Литмир - Электронная Библиотека

Миниатюра еще не готова — но, наверное, будет в первых числах. Что сказать Вам еще? Да, о Вашей работе. Помните, мы как-то говорили, что в России должно начаться возрождение? Я в последнее время много думала об этих странных людях, которые после утонченного, прозрачного, мудрого кватроченто, — вдруг, просто, одним движением сделались родоначальниками совсем нового века. Ведь подумайте, Микель Анджело жил почти рядом с Содомой, после Леонардо, после женщин, неспоспособных держать даже Лебедя. И вдруг — эти тела, эти тяжести и сновидения. Смотрите, Гафиз, у нас было и прошло кватроченто. Брюсов, учившийся искусству, как Мазаччио перспективе. Ведь его женщины даже похожи на этих боевых, тяжелых коней, которые занимали всю середину фрески своими нелепо поднятыми ногами, крупами, необычайными телодвижениями. Потом Белый, полный музыки и аллегорий, наполовину Ботичелли, Иванов — чудесный график, ученый, как болонец, точный и образованный, как правоверный римлянин.

А простые и тонкие Бальмонт и его школа — это наша отошедшая готика, наши цветные стекла, бледные святые, больше пение, чем поэзия.

Я очень жду Вашей пьесы. Вы как ее скажете? Вероятно, форма будет чудесна, Вы это сами знаете. Но помните, милый Гафиз, сикстинская капелла еще не кончена — там нет Бога, нет пророков, нет Сивилл, нет Адама и Евы. А главное — нет сна и пробуждения, нет героев; ни одного жеста победы, ни одного полного обладания, ни одной совершенной красоты, холодной, каменной, отвлеченной — красоты, которой не боялись люди того века и которую смогли чтить как равную. Ну прощайте. Пишите Вашу драму и возвращайтесь ради Бога.

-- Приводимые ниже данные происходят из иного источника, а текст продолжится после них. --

//! Protocol-agnostic pivot types used as the internal representation for
//! OpenAI Chat, OpenAI Responses, and Anthropic Messages (spec §4.6).
//!
//! Grounded closely on
//! `other_examples/56eafc9a_grafbase-nexus__crates-llm-src-messages-unified.rs.rs`,
//! trimmed to the three protocols this gateway speaks (the source also
//! covers Google/Bedrock, which are out of scope here).

use serde::{Deserialize, Serialize};
use serde_json::Value;

#[derive(Debug, Clone, PartialEq, Serialize, Deserialize)]
#[serde(rename_all = "lowercase")]
pub enum UnifiedRole {
    System,
    User,
    Assistant,
    Tool,
}

/// Message content, supporting both the simple-string shape (OpenAI Chat)
/// and the block-array shape (Anthropic Messages, OpenAI Responses tool
/// flows) without forcing an allocation for the common text-only case.
#[derive(Debug, Clone, Serialize, Deserialize)]
#[serde(untagged)]
pub enum UnifiedContent {
    Text(String),
    Blocks(Vec<UnifiedBlock>),
}

impl UnifiedContent {
    pub fn as_text(&self) -> String {
        match self {
            UnifiedContent::Text(t) => t.clone(),
            UnifiedContent::Blocks(blocks) => blocks
                .iter()
                .filter_map(|b| match b {
                    UnifiedBlock::Text { text } => Some(text.clone()),
                    _ => None,
                })
                .collect::<Vec<_>>()
                .join(""),
        }
    }
}

#[derive(Debug, Clone, Serialize, Deserialize)]
#[serde(tag = "type")]
pub enum UnifiedBlock {
    #[serde(rename = "text")]
    Text { text: String },
    #[serde(rename = "tool_use")]
    ToolUse { id: String, name: String, input: Value },
    #[serde(rename = "tool_result")]
    ToolResult {
        tool_use_id: String,
        content: String,
        is_error: Option<bool>,
    },
}

#[derive(Debug, Clone, Serialize, Deserialize)]
pub struct UnifiedToolCall {
    pub id: String,
    pub name: String,
    /// Raw JSON-string arguments (OpenAI shape); callers needing a parsed
    /// value call `serde_json::from_str` themselves, matching how the
    /// teacher's `OpenAIDelta` keeps `content` as a plain string until the
    /// caller needs structure.
    pub arguments: String,
}

#[derive(Debug, Clone, Serialize, Deserialize)]
pub struct UnifiedMessage {
    pub role: UnifiedRole,
    pub content: UnifiedContent,
    #[serde(default, skip_serializing_if = "Vec::is_empty")]
    pub tool_calls: Vec<UnifiedToolCall>,
    #[serde(default, skip_serializing_if = "Option::is_none")]
    pub tool_call_id: Option<String>,
}

impl UnifiedMessage {
    pub fn text(role: UnifiedRole, text: impl Into<String>) -> Self {
        Self {
            role,
            content: UnifiedContent::Text(text.into()),
            tool_calls: Vec::new(),
            tool_call_id: None,
        }
    }
}

#[derive(Debug, Clone, Serialize, Deserialize)]
pub struct UnifiedTool {
    pub name: String,
    pub description: String,
    pub parameters: Value,
}

#[derive(Debug, Clone, Serialize, Deserialize)]
#[serde(rename_all = "snake_case")]
pub enum UnifiedFinishReason {
    Stop,
    Length,
    ContentFilter,
    ToolCalls,
}

impl std::fmt::Display for UnifiedFinishReason {
    fn fmt(&self, f: &mut std::fmt::Formatter<'_>) -> std::fmt::Result {
        let s = match self {
            UnifiedFinishReason::Stop => "stop",
            UnifiedFinishReason::Length => "length",
            UnifiedFinishReason::ContentFilter => "content_filter",
            UnifiedFinishReason::ToolCalls => "tool_calls",
        };
        write!(f, "{s}")
    }
}

/// A normalized request, the pivot both translation directions go through.
#[derive(Debug, Clone, Serialize, Deserialize)]
pub struct UnifiedRequest {
    pub model: String,
    pub system: Option<String>,
    pub messages: Vec<UnifiedMessage>,
    pub max_tokens: Option<u32>,
    pub temperature: Option<f32>,
    pub stream: bool,
    pub tools: Option<Vec<UnifiedTool>>,
    pub tool_choice: Option<Value>,
}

Гафиз, милый, я вас жду к первому.

Пожалуйста, постарайтесь быть. А?

46. От Л. М. Рейснер

<Петроград. Конец января 1917 г.>

Застанет ли Вас это письмо, мой Гафиз? Надеюсь, что нет: смотрите, не сегодня-завтра начнется февраль, по Неве разгуливает теплый ветер с моря — значит, кончен год (я всегда год считаю от зимы до зимы) — мой первый год, не похожий на все прежние: какой он большой, глупый, длинный — как-то слишком сильно и сразу выросший. Я даже вижу — на носу масса веснушек и невообразимо длинные руки. Милый Гафиз, как хорошо жить. Это, собственно, главное, что я хотела Вам написать.

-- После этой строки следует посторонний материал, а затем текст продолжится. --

//! Hierarchical quota engine (spec §4.4).
//!
//! Generalizes the teacher's single flat per-tenant redis counter
//! (`src/quota.rs` in the base repo) into a `CounterStore` trait with two
//! backings — in-process (`dashmap`, default) and Redis (the teacher's
//! original logic, kept verbatim as an alternate store) — matching spec
//! §4.4's "counter storage MAY be a shared in-process map or an external
//! fast key-value store".

pub mod store;

use std::sync::Arc;

use crate::error::GatewayError;
use crate::model::{BorrowPolicy, QuotaKey, QuotaKind, QuotaRecord};
use crate::priority::timewindow::TimeWindowManager;
use store::CounterStore;

/// The ordered hierarchy consulted for one request (spec §4.4):
/// `[user+env, user, team+env, team, org]`.
pub fn hierarchy_keys(account_id: &str, team_id: Option<&str>, environment: Option<&str>) -> Vec<QuotaKey> {
    let mut keys = Vec::with_capacity(5);
    keys.push(QuotaKey {
        account_id: account_id.to_string(),
        team_id: None,
        environment: environment.map(str::to_string),
    });
    keys.push(QuotaKey {
        account_id: account_id.to_string(),
        team_id: None,
        environment: None,
    });
    if let Some(team) = team_id {
        keys.push(QuotaKey {
            account_id: account_id.to_string(),
            team_id: Some(team.to_string()),
            environment: environment.map(str::to_string),
        });
        keys.push(QuotaKey {
            account_id: account_id.to_string(),
            team_id: Some(team.to_string()),
            environment: None,
        });
    }
    keys.push(QuotaKey {
        account_id: "org".to_string(),
        team_id: None,
        environment: None,
    });
    keys
}

pub struct QuotaEngine {
    store: Arc<dyn CounterStore>,
    windows: Arc<TimeWindowManager>,
    alert_webhook: Option<String>,
    /// (key string, fraction) already fired this window, to fire the alert
    /// webhook once per threshold per window.
    fired_alerts: dashmap::DashSet<(String, u32)>,
}

pub struct CheckOutcome {
    /// Keys that were successfully pre-incremented, in order, for rollback.
    pub reserved_keys: Vec<QuotaKey>,
}

impl QuotaEngine {
    pub fn new(store: Arc<dyn CounterStore>, windows: Arc<TimeWindowManager>, alert_webhook: Option<String>) -> Self {
        Self {
            store,
            windows,
            alert_webhook,
            fired_alerts: dashmap::DashSet::new(),
        }
    }

    /// Pre-increments `used` at every applicable hierarchy level. Any level
    /// whose projected `used + estimated > limit` rejects the call, after
    /// rolling back increments already made at lower (earlier) levels.
    pub async fn check_and_reserve(
        &self,
        keys: &[QuotaKey],
        estimated: f64,
        target: &crate::model::WindowTarget,
    ) -> Result<CheckOutcome, GatewayError> {
        let mut reserved = Vec::new();

        for key in keys {
            let Some(record) = self.store.get(key).await else {
                continue;
            };

            let (_, quota_mult, _) = self
                .windows
                .apply_priority_quota_capacity(target, 0, 1.0, 1.0)
                .await;
            let mut effective_limit = record.limit * quota_mult;

            if record.dimension == crate::model::QuotaDimension::TokensPerSecond
                && record.used + estimated > effective_limit
            {
                if !record.borrow.allow_borrow {
                    self.rollback(&reserved, estimated).await;
                    return Err(GatewayError::QuotaExceeded(
                        "reserved-capacity-exhausted".into(),
                    ));
                }
                match self.try_borrow(key, estimated).await {
                    // Borrowed headroom widens this key's ceiling for the
                    // rest of this reservation; the lender was already
                    // debited in `self.store`.
                    Some(borrowed) => effective_limit += borrowed,
                    None => {
                        self.rollback(&reserved, estimated).await;
                        return Err(GatewayError::QuotaExceeded(
                            "reserved-capacity-exhausted".into(),
                        ));
                    }
                }
            }

            let ceiling = match record.kind {
                QuotaKind::Soft => effective_limit * 1.2,
                _ => effective_limit,
            };
            let projected = self.store.add(key, estimated).await;
            if projected > ceiling {
                self.store.add(key, -estimated).await;
                self.rollback(&reserved, estimated).await;
                return Err(GatewayError::QuotaExceeded(format!(
                    "quota exceeded for {}",
                    key.as_string()
                )));
            }
            reserved.push(key.clone());
        }

        Ok(CheckOutcome { reserved_keys: reserved })
    }

    async fn rollback(&self, reserved: &[QuotaKey], amount: f64) {
        for key in reserved {
            self.store.add(key, -amount).await;
        }
    }

    /// Debits `amount` from an allow-borrowing sibling's headroom in
    /// `self.store` and returns the amount actually borrowed, or `None` if
    /// no sibling is configured, the sibling disallows borrowing, or the
    /// sibling's idle headroom can't cover the request.
    async fn try_borrow(&self, borrower: &QuotaKey, amount: f64) -> Option<f64> {
        let sibling_key = self.store.sibling_lender(borrower).await?;
        let sibling = self.store.get(&sibling_key).await?;
        if !sibling.borrow.allow_borrow {
            return None;
        }
        let max_borrow = sibling.idle_headroom() * sibling.borrow.max_borrow_fraction;
        if amount > max_borrow {
            return None;
        }
        self.store.add(&sibling_key, amount).await;
        Some(amount)
    }

    /// Applies the delta between estimated and actual tokens to every key in
    /// the hierarchy, then checks alert thresholds and fires the webhook at
    /// most once per threshold per window.
    pub async fn commit_usage(&self, keys: &[QuotaKey], estimated: f64, actual: f64) {
        let delta = actual - estimated;
        for key in keys {
            self.store.add(key, delta).await;
            if let Some(record) = self.store.get(key).await {
                self.maybe_alert(key, &record).await;
            }
        }
    }

    async fn maybe_alert(&self, key: &QuotaKey, record: &QuotaRecord) {
        if record.alert_fraction <= 0.0 {
            return;
        }
        let fraction = record.usage_fraction();
        if fraction < record.alert_fraction {
            return;
        }
        let threshold_bucket = (fraction / record.alert_fraction).floor() as u32;
        let marker = (key.as_string(), threshold_bucket);
        if self.fired_alerts.insert(marker) {
            if let Some(url) = &self.alert_webhook {
                tracing::info!(quota_key = %key.as_string(), fraction, url, "quota alert threshold crossed");
                // Best-effort: failures here are logged, never surfaced to
                // the caller (spec §7 propagation policy).
            }
        }
    }

    pub async fn snapshot(&self, key: &QuotaKey) -> Option<QuotaRecord> {
        self.store.get(key).await
    }

    pub fn borrow_allowed(policy: &BorrowPolicy) -> bool {
        policy.allow_borrow
    }
}

#[cfg(test)]
mod tests {
    use super::*;
    use crate::model::{QuotaDimension, WindowTarget};
    use crate::quota::store::InProcessCounterStore;
    use std::time::Duration;

    fn hard_quota(account: &str, limit: f64, used: f64) -> QuotaRecord {
        QuotaRecord {
            key: QuotaKey {
                account_id: account.to_string(),
                team_id: None,
                environment: None,
            },
            kind: QuotaKind::Hard,
            dimension: QuotaDimension::TokensPerWindow,
            limit,
            used,
            borrow: BorrowPolicy::default(),
            alert_fraction: 0.8,
            window_start: chrono::Utc::now(),
            window: Duration::from_secs(3600),
        }
    }

    #[tokio::test]
    async fn reserve_then_commit_lands_exactly_on_actual() {
        let store = Arc::new(InProcessCounterStore::new());
        let key = QuotaKey {
            account_id: "acct".into(),
            team_id: None,
            environment: None,
        };
        store.insert(hard_quota("acct", 1000.0, 950.0)).await;
        let windows = Arc::new(TimeWindowManager::new(vec![]));
        let engine = QuotaEngine::new(store.clone(), windows, None);

        let outcome = engine
            .check_and_reserve(&[key.clone()], 30.0, &WindowTarget::All)
            .await
            .unwrap();
        assert_eq!(store.get(&key).await.unwrap().used, 980.0);

        engine.commit_usage(&outcome.reserved_keys, 30.0, 60.0).await;
        assert_eq!(store.get(&key).await.unwrap().used, 1010.0);

        let rejected = engine
            .check_and_reserve(&[key.clone()], 1.0, &WindowTarget::All)
            .await;
        assert!(rejected.is_err());
    }

    #[tokio::test]
    async fn borrowing_from_an_idle_sibling_admits_over_limit() {
        let store = Arc::new(InProcessCounterStore::new());
        let borrower_key = QuotaKey {
            account_id: "team-a".into(),
            team_id: None,
            environment: None,
        };
        let lender_key = QuotaKey {
            account_id: "team-b".into(),
            team_id: None,
            environment: None,
        };
        let borrow_policy = BorrowPolicy {
            allow_borrow: true,
            max_borrow_fraction: 0.5,
        };
        store
            .insert(QuotaRecord {
                key: borrower_key.clone(),
                kind: QuotaKind::Hard,
                dimension: QuotaDimension::TokensPerSecond,
                limit: 100.0,
                used: 95.0,
                borrow: borrow_policy.clone(),
                alert_fraction: 0.8,
                window_start: chrono::Utc::now(),
                window: Duration::from_secs(1),
            })
            .await;
        store
            .insert(QuotaRecord {
                key: lender_key.clone(),
                kind: QuotaKind::Hard,
                dimension: QuotaDimension::TokensPerSecond,
                limit: 100.0,
                used: 10.0,
                borrow: borrow_policy,
                alert_fraction: 0.8,
                window_start: chrono::Utc::now(),
                window: Duration::from_secs(1),
            })
            .await;
        store.configure_sibling(borrower_key.clone(), lender_key.clone());

        let windows = Arc::new(TimeWindowManager::new(vec![]));
        let engine = QuotaEngine::new(store.clone(), windows, None);

        // 95 + 20 = 115 > 100: without borrowing this would be rejected.
        let outcome = engine
            .check_and_reserve(&[borrower_key.clone()], 20.0, &WindowTarget::All)
            .await
            .unwrap();
        assert_eq!(outcome.reserved_keys, vec![borrower_key.clone()]);
        assert_eq!(store.get(&borrower_key).await.unwrap().used, 115.0);
        // The lender's headroom was actually debited, not just the caller's
        // local copy.
        assert_eq!(store.get(&lender_key).await.unwrap().used, 30.0);
    }
}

Что я делаю? Во-первых, обрела тихую пристань. Как пьяница, который долго ищет «свой» любимейший кабачок, я все искала место строгое, уединенное и теплое для своих занятий. В Публичной Библ<иотеке> мне разонравилось. Много знакомых. Из окна не видно набережной, книги выдаются с видом глубокого недоумения. Вам Блока? А-а...

47. От Л. М. Рейснер

<Петроград. Февраль-июнь (?) 1917 г.>

В случае моей смерти все письма вернутся к Вам. И с ними то странное чувство, которое нас связывало, и такое похожее на любовь.

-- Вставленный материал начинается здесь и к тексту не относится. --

//! Core data model shared by the scheduler, quota engine, and translator.
//!
//! These types mirror the data model in the specification almost field for
//! field; they carry no behavior beyond small derived accessors.

use std::collections::HashMap;
use std::time::{Duration, Instant};

use chrono::{DateTime, Utc};
use serde::{Deserialize, Serialize};
use tokio::sync::oneshot;
use uuid::Uuid;

/// A single admitted-or-admitting request moving through the pipeline.
///
/// Created on ingress; mutated only by the scheduler (priority may be
/// boosted by time windows or queue aging); destroyed on completion or
/// timeout.
#[derive(Debug)]
pub struct GatewayRequest {
    pub id: String,
    pub priority: u8,
    pub weight: u32,
    pub estimated_tokens: u64,
    pub account_id: String,
    pub team_id: Option<String>,
    pub environment: Option<String>,
    pub model: String,
    pub cancelable: bool,
    pub deadline: Instant,
    pub enqueued_at: Instant,
    /// Last time this request's tier was raised by the starvation-prevention
    /// aging pass, or `enqueued_at` if it has never been boosted.
    pub last_boosted_at: Instant,
    /// Signals completion (or rejection) back to the HTTP handler awaiting
    /// admission. `None` once taken by the dequeueing worker.
    pub result_tx: Option<oneshot::Sender<AdmissionResult>>,
}

impl GatewayRequest {
    pub fn cost_units(&self) -> f64 {
        (self.estimated_tokens as f64 / 1000.0).max(1.0)
    }

    pub fn is_expired(&self, now: Instant) -> bool {
        now >= self.deadline
    }
}

/// Outcome delivered to a queued request once the scheduler acts on it.
/// `QueueFull` is never sent over the channel (enqueue rejects synchronously)
/// but is kept here so the whole admission outcome space lives in one enum.
#[derive(Debug, Clone)]
pub enum AdmissionResult {
    Admitted,
    TimedOut,
    Preempted,
    CapacityExceeded,
    QueueFull,
}

/// Configuration and live state for one priority tier's queue.
#[derive(Debug, Clone, Serialize, Deserialize)]
pub struct PriorityQueueConfig {
    pub level: u8,
    pub name: String,
    pub max_depth: usize,
    pub timeout: Duration,
    pub weight: u32,
    pub enable_subqueues: bool,
}

/// Per-model capacity limits and live counters.
///
/// Invariant: counters never exceed configured maxima except transiently
/// during release; counters are monotone under a single reservation.
#[derive(Debug, Clone, Serialize, Deserialize)]
pub struct CapacityConfig {
    pub model_family: String,
    pub max_tokens_per_sec: f64,
    pub max_rps: f64,
    pub max_concurrent: u32,
    pub max_context_length: u32,
}

/// A snapshot of a capacity record's live counters, for the admin surface.
#[derive(Debug, Clone, Serialize, Deserialize)]
pub struct CapacitySnapshot {
    pub model: String,
    pub tokens_per_sec: f64,
    pub concurrent: u32,
    pub max_tokens_per_sec: f64,
    pub max_concurrent: u32,
}

/// Kind of a hierarchical quota record.
#[derive(Debug, Clone, Copy, PartialEq, Eq, Serialize, Deserialize)]
#[serde(rename_all = "snake_case")]
pub enum QuotaKind {
    Hard,
    Soft,
    Reserved,
    Burstable,
}

/// The unit a quota's limit is denominated in.
#[derive(Debug, Clone, Copy, PartialEq, Eq, Serialize, Deserialize)]
#[serde(rename_all = "snake_case")]
pub enum QuotaDimension {
    TokensPerWindow,
    CurrencyPerWindow,
    TokensPerSecond,
}

/// Borrowing policy for a quota that may lend idle headroom to siblings.
#[derive(Debug, Clone, Copy, Serialize, Deserialize)]
pub struct BorrowPolicy {
    pub allow_borrow: bool,
    pub max_borrow_fraction: f64,
}

impl Default for BorrowPolicy {
    fn default() -> Self {
        Self {
            allow_borrow: false,
            max_borrow_fraction: 0.0,
        }
    }
}

/// A hierarchical quota record keyed by (account, team?, environment?, window).
///
/// Invariants (spec §3): `used <= limit` for hard quotas; `used <= 1.2 *
/// limit` for soft quotas; a quota only lends when `borrow.allow_borrow` is
/// set, and never beyond `borrow.max_borrow_fraction` of the lender's idle
/// headroom.
#[derive(Debug, Clone, Serialize, Deserialize)]
pub struct QuotaRecord {
    pub key: QuotaKey,
    pub kind: QuotaKind,
    pub dimension: QuotaDimension,
    pub limit: f64,
    pub used: f64,
    pub borrow: BorrowPolicy,
    pub alert_fraction: f64,
    pub window_start: DateTime<Utc>,
    pub window: Duration,
}

impl QuotaRecord {
    pub fn soft_ceiling(&self) -> f64 {
        match self.kind {
            QuotaKind::Soft => self.limit * 1.2,
            _ => self.limit,
        }
    }

    pub fn idle_headroom(&self) -> f64 {
        (self.limit - self.used).max(0.0)
    }

    pub fn usage_fraction(&self) -> f64 {
        if self.limit <= 0.0 {
            return 1.0;
        }
        self.used / self.limit
    }
}

/// A hierarchy key: (account, team?, environment?).
#[derive(Debug, Clone, PartialEq, Eq, Hash, Serialize, Deserialize)]
pub struct QuotaKey {
    pub account_id: String,
    pub team_id: Option<String>,
    pub environment: Option<String>,
}

impl QuotaKey {
    pub fn user_level(account_id: &str, environment: Option<&str>) -> Self {
        Self {
            account_id: account_id.to_string(),
            team_id: None,
            environment: environment.map(str::to_string),
        }
    }

    pub fn as_string(&self) -> String {
        format!(
            "{}:{}:{}",
            self.account_id,
            self.team_id.as_deref().unwrap_or("-"),
            self.environment.as_deref().unwrap_or("-")
        )
    }
}

/// A time-scheduled override of priority, quota, capacity, weight,
/// queue-timeout, queue-depth, or cost.
#[derive(Debug, Clone, Serialize, Deserialize)]
pub struct TimeWindow {
    pub name: String,
    pub enabled: bool,
    pub schedule: Schedule,
    pub duration: Duration,
    pub rules: Vec<TimeWindowRule>,
}

#[derive(Debug, Clone, Serialize, Deserialize)]
#[serde(tag = "type", rename_all = "snake_case")]
pub enum Schedule {
    Cron { expr: String },
    OneShot { start: DateTime<Utc> },
}

#[derive(Debug, Clone, Serialize, Deserialize)]
pub struct TimeWindowRule {
    pub target: WindowTarget,
    pub priority_override: Option<u8>,
    pub priority_delta: Option<i8>,
    pub quota_multiplier: Option<f64>,
    pub capacity_multiplier: Option<f64>,
    pub weight_multiplier: Option<f64>,
    pub queue_timeout_multiplier: Option<f64>,
    pub queue_depth_multiplier: Option<f64>,
    pub cost_multiplier: Option<f64>,
}

#[derive(Debug, Clone, PartialEq, Eq, Hash, Serialize, Deserialize)]
#[serde(tag = "kind", content = "value", rename_all = "snake_case")]
pub enum WindowTarget {
    Environment(String),
    AccountTier(u8),
    WorkloadTag(String),
    All,
}

/// Server-side state preserving a Responses tool-use loop across requests.
pub struct ResponseSession {
    pub id: String,
    pub adapter: String,
    pub base_model: String,
    pub history: Vec<crate::translate::unified::UnifiedMessage>,
    pub tools: Vec<crate::translate::unified::UnifiedTool>,
    pub outstanding_tool_call_ids: Vec<String>,
    pub output_tx: Option<oneshot::Sender<ToolOutputs>>,
    pub created_at: Instant,
}

#[derive(Debug, Clone)]
pub struct ToolOutputs {
    pub messages: Vec<crate::translate::unified::UnifiedMessage>,
}

impl ResponseSession {
    pub fn new_id() -> String {
        format!("resp_sess_{}", Uuid::new_v4().simple())
    }
}

/// Direction of a ledger movement: the caller's own consumption, or capacity
/// the caller's org is supplying back to the marketplace pool.
#[derive(Debug, Clone, Copy, PartialEq, Eq, Serialize, Deserialize)]
#[serde(rename_all = "snake_case")]
pub enum LedgerDirection {
    Consume,
    Supply,
}

/// An append-only usage record. Never mutated once written.
#[derive(Debug, Clone, Serialize, Deserialize)]
pub struct LedgerEntry {
    pub user_id: String,
    pub api_key_id: String,
    pub service_id: String,
    pub prompt_tokens: u64,
    pub completion_tokens: u64,
    pub direction: LedgerDirection,
    pub memo: String,
    pub recorded_at: DateTime<Utc>,
}

/// Per-request token accounting gathered from the upstream response (or
/// approximated) and fed into both the ledger and `CommitUsage`.
#[derive(Debug, Clone, Copy, Default)]
pub struct TokenUsage {
    pub prompt_tokens: u64,
    pub completion_tokens: u64,
}

impl TokenUsage {
    pub fn total(&self) -> u64 {
        self.prompt_tokens + self.completion_tokens
    }

    /// `chars/4 + 1` fallback approximation (spec §4.9) when the upstream
    /// did not report usage.
    pub fn approximate(prompt_chars: usize, completion_chars: usize) -> Self {
        Self {
            prompt_tokens: (prompt_chars / 4) as u64 + 1,
            completion_tokens: (completion_chars / 4) as u64 + 1,
        }
    }
}

/// Authenticated request context produced by the (out-of-scope) identity
/// service and consumed by the classifier, quota engine, and handlers.
#[derive(Debug, Clone)]
pub struct AuthContext {
    pub account_id: String,
    pub team_id: Option<String>,
    pub api_key_id: String,
    pub is_admin: bool,
    pub account_tier: u8,
}

/// Convenience map of string tag -> string value attached to a request for
/// workload-tag time-window targeting.
pub type Tags = HashMap<String, String>;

И моя нежность — к людям, к уму, поэзии и некоторым вещам, которая благодаря Вам — окрепла, отбросила свою собственную тень среди других людей — стала творчеством. Мне часто казалось, что Вы когда-то должны еще раз со мной встретиться, еще раз говорить, еще раз всё взять и оставить. Этого не может быть, не могло быть. Но будьте благословенны, Вы, Ваши стихи и поступки. Встречайте чудеса, творите их сами. Мой милый, мой возлюбленный. И будьте чище и лучше, чем прежде, потому что действительно есть Бог.

Ваша Лери.

48. От А. Н. Энгельгардт

<Лигово. 30 ноября 1917 г.>

Коля милый, я написала тебе несколько писем, телеграмму, но возможно, что ты ничего не получил. Знаешь, я перепутала адрес (вернее, он был напутан в твоей последней телеграмме) и, только получив твое письмо от 14 сен<тября,> узнала, что он совсем другой! Досадно, ведь письма к тебе идут безбожно долго, чуть ли не 2–3 месяца.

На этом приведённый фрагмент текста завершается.